◆ What you will do
Look through the records that follow. Copy every line containing the word "SpriteSizes".
╭─ Records shown
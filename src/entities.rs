//! All game entity types — pure data, no logic.

use crate::config::Rules;

// ── Geometry ──────────────────────────────────────────────────────────────────

#[derive(Clone, Copy, Debug, PartialEq, Eq)]
pub struct Size {
    pub width: i32,
    pub height: i32,
}

impl Size {
    pub const fn new(width: i32, height: i32) -> Self {
        Self { width, height }
    }
}

/// Axis-aligned bounding box in screen pixels (y grows downward).
#[derive(Clone, Copy, Debug, PartialEq, Eq)]
pub struct Rect {
    pub x: i32,
    pub y: i32,
    pub width: i32,
    pub height: i32,
}

impl Rect {
    pub const fn new(x: i32, y: i32, width: i32, height: i32) -> Self {
        Self { x, y, width, height }
    }

    pub const fn left(&self) -> i32 {
        self.x
    }

    pub const fn right(&self) -> i32 {
        self.x + self.width
    }

    pub const fn top(&self) -> i32 {
        self.y
    }

    pub const fn bottom(&self) -> i32 {
        self.y + self.height
    }

    pub const fn center_x(&self) -> i32 {
        self.x + self.width / 2
    }

    /// Strict overlap: rectangles that only share an edge do not intersect.
    pub const fn intersects(&self, other: &Rect) -> bool {
        self.left() < other.right()
            && other.left() < self.right()
            && self.top() < other.bottom()
            && other.top() < self.bottom()
    }
}

/// Bounding-box sizes of the three sprite kinds, taken from the loaded images.
#[derive(Clone, Copy, Debug, PartialEq, Eq)]
pub struct SpriteSizes {
    pub player: Size,
    pub enemy: Size,
    pub bullet: Size,
}

// ── Actors ────────────────────────────────────────────────────────────────────

#[derive(Clone, Debug, PartialEq)]
pub struct Player {
    pub rect: Rect,
    /// Milliseconds since session start of the last successful shot.
    /// `None` until the first shot, so the opening shot is never suppressed.
    pub last_shot_ms: Option<u64>,
}

#[derive(Clone, Debug, PartialEq)]
pub struct Enemy {
    pub rect: Rect,
    /// Pixels per frame, always positive (descending).
    pub speed_y: i32,
}

#[derive(Clone, Debug, PartialEq)]
pub struct Bullet {
    pub rect: Rect,
    /// Pixels per frame, negative (ascending).
    pub speed_y: i32,
}

// ── Session ───────────────────────────────────────────────────────────────────

#[derive(Clone, Copy, Debug, PartialEq, Eq)]
pub enum EndReason {
    WindowClosed,
    PlayerHit,
}

#[derive(Clone, Copy, Debug, PartialEq, Eq)]
pub enum GameStatus {
    Running,
    Terminated(EndReason),
}

/// Input sampled once per frame.
#[derive(Clone, Copy, Debug, Default, PartialEq, Eq)]
pub struct FrameInput {
    /// Left arrow held.
    pub left: bool,
    /// Right arrow held.
    pub right: bool,
    /// Space pressed this frame (edge-triggered).
    pub fire: bool,
    /// Window close requested.
    pub quit: bool,
}

// ── Master game state ─────────────────────────────────────────────────────────

/// The entire game state.  Cloneable so pure update functions can
/// return a new copy without mutating the original.
#[derive(Clone, Debug)]
pub struct GameState {
    pub player: Player,
    pub enemies: Vec<Enemy>,
    pub bullets: Vec<Bullet>,
    pub score: u32,
    pub status: GameStatus,
    pub frame: u64,
    pub sprites: SpriteSizes,
    pub rules: Rules,
}

impl GameState {
    pub fn is_running(&self) -> bool {
        self.status == GameStatus::Running
    }
}
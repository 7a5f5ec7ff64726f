//! Sprite asset resolution and decoding.
//!
//! Images are decoded into plain RGBA buffers here so the windowing layer
//! only has to upload them; nothing in this module touches the GPU.

use std::ffi::OsString;
use std::io;
use std::path::{Path, PathBuf};

use log::info;
use thiserror::Error;

use crate::config::{ASSET_DIR_ENV, ASSET_SUBDIR, BULLET_IMAGE, ENEMY_IMAGE, PLAYER_IMAGE};
use crate::entities::{Size, SpriteSizes};

#[derive(Debug, Error)]
pub enum AssetError {
    #[error("Cannot find file: {}", .path.display())]
    NotFound { path: PathBuf },

    #[error("Cannot read {}: {source}", .path.display())]
    Unreadable {
        path: PathBuf,
        #[source]
        source: io::Error,
    },

    #[error("Cannot decode {}: {source}", .path.display())]
    Decode {
        path: PathBuf,
        #[source]
        source: image::ImageError,
    },

    #[error("{} is {width}x{height}, larger than a texture can hold", .path.display())]
    TooLarge { path: PathBuf, width: u32, height: u32 },
}

impl AssetError {
    pub fn path(&self) -> &Path {
        match self {
            Self::NotFound { path }
            | Self::Unreadable { path, .. }
            | Self::Decode { path, .. }
            | Self::TooLarge { path, .. } => path,
        }
    }

    /// Short category name shown in the startup report.
    pub fn kind(&self) -> &'static str {
        match self {
            Self::NotFound { .. } => "FileNotFound",
            Self::Unreadable { source, .. } if source.kind() == io::ErrorKind::PermissionDenied => {
                "PermissionDenied"
            }
            Self::Unreadable { .. } => "IoError",
            Self::Decode { .. } => "DecodeError",
            Self::TooLarge { .. } => "ImageTooLarge",
        }
    }
}

// ── Paths ─────────────────────────────────────────────────────────────────────

/// Absolute locations of the three sprite images.
#[derive(Clone, Debug, PartialEq, Eq)]
pub struct AssetPaths {
    pub root: PathBuf,
    pub player: PathBuf,
    pub enemy: PathBuf,
    pub bullet: PathBuf,
}

impl AssetPaths {
    /// Paths under `<base>/assets/`.
    pub fn under(base: &Path) -> Self {
        let root = absolutize(base);
        let dir = root.join(ASSET_SUBDIR);
        Self {
            player: dir.join(PLAYER_IMAGE),
            enemy: dir.join(ENEMY_IMAGE),
            bullet: dir.join(BULLET_IMAGE),
            root,
        }
    }

    /// Labelled paths in load order.
    pub fn labelled(&self) -> [(&'static str, &Path); 3] {
        [
            ("Player", self.player.as_path()),
            ("Enemy", self.enemy.as_path()),
            ("Bullet", self.bullet.as_path()),
        ]
    }
}

/// Directory that holds `assets/`: the override variable if set, otherwise
/// the directory of the running executable.
pub fn asset_base() -> PathBuf {
    asset_base_from(std::env::var_os(ASSET_DIR_ENV))
}

/// `asset_base` with the override value passed in rather than read from
/// the process environment.
pub fn asset_base_from(override_dir: Option<OsString>) -> PathBuf {
    if let Some(dir) = override_dir {
        return PathBuf::from(dir);
    }
    std::env::current_exe()
        .ok()
        .and_then(|exe| exe.parent().map(Path::to_path_buf))
        .unwrap_or_else(|| PathBuf::from("."))
}

fn absolutize(path: &Path) -> PathBuf {
    if path.is_absolute() {
        return path.to_path_buf();
    }
    std::env::current_dir()
        .map(|cwd| cwd.join(path))
        .unwrap_or_else(|_| path.to_path_buf())
}

// ── Images ────────────────────────────────────────────────────────────────────

/// A decoded image as tightly packed RGBA8 rows.
#[derive(Clone, Debug)]
pub struct SpriteImage {
    pub width: u32,
    pub height: u32,
    pub rgba: Vec<u8>,
}

impl SpriteImage {
    /// Bounding-box size derived from the pixel dimensions.
    pub fn size(&self) -> Size {
        Size::new(self.width as i32, self.height as i32)
    }
}

#[derive(Clone, Debug)]
pub struct SpriteSheet {
    pub player: SpriteImage,
    pub enemy: SpriteImage,
    pub bullet: SpriteImage,
}

impl SpriteSheet {
    pub fn sizes(&self) -> SpriteSizes {
        SpriteSizes {
            player: self.player.size(),
            enemy: self.enemy.size(),
            bullet: self.bullet.size(),
        }
    }
}

/// Load all three sprites.  Existence of every file is checked before any
/// decoding so a missing file is always reported as such.
pub fn load_sprites(paths: &AssetPaths) -> Result<SpriteSheet, AssetError> {
    for (_, path) in paths.labelled() {
        if !path.exists() {
            return Err(AssetError::NotFound { path: path.to_path_buf() });
        }
    }

    Ok(SpriteSheet {
        player: load_sprite(&paths.player)?,
        enemy: load_sprite(&paths.enemy)?,
        bullet: load_sprite(&paths.bullet)?,
    })
}

pub fn load_sprite(path: &Path) -> Result<SpriteImage, AssetError> {
    let bytes = std::fs::read(path).map_err(|source| match source.kind() {
        io::ErrorKind::NotFound => AssetError::NotFound { path: path.to_path_buf() },
        _ => AssetError::Unreadable { path: path.to_path_buf(), source },
    })?;

    let img = image::load_from_memory(&bytes)
        .map_err(|source| AssetError::Decode { path: path.to_path_buf(), source })?;

    let (width, height) = (img.width(), img.height());
    // Textures are addressed with u16 dimensions.
    if width > u32::from(u16::MAX) || height > u32::from(u16::MAX) {
        return Err(AssetError::TooLarge { path: path.to_path_buf(), width, height });
    }

    info!("loaded sprite {} ({}x{})", path.display(), width, height);
    Ok(SpriteImage {
        width,
        height,
        rgba: img.to_rgba8().into_raw(),
    })
}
╰─
◆ Solution
pub struct SpriteSizes {
    pub sprites: SpriteSizes,
use crate::entities::{Size, SpriteSizes};
    pub fn sizes(&self) -> SpriteSizes {
        SpriteSizes {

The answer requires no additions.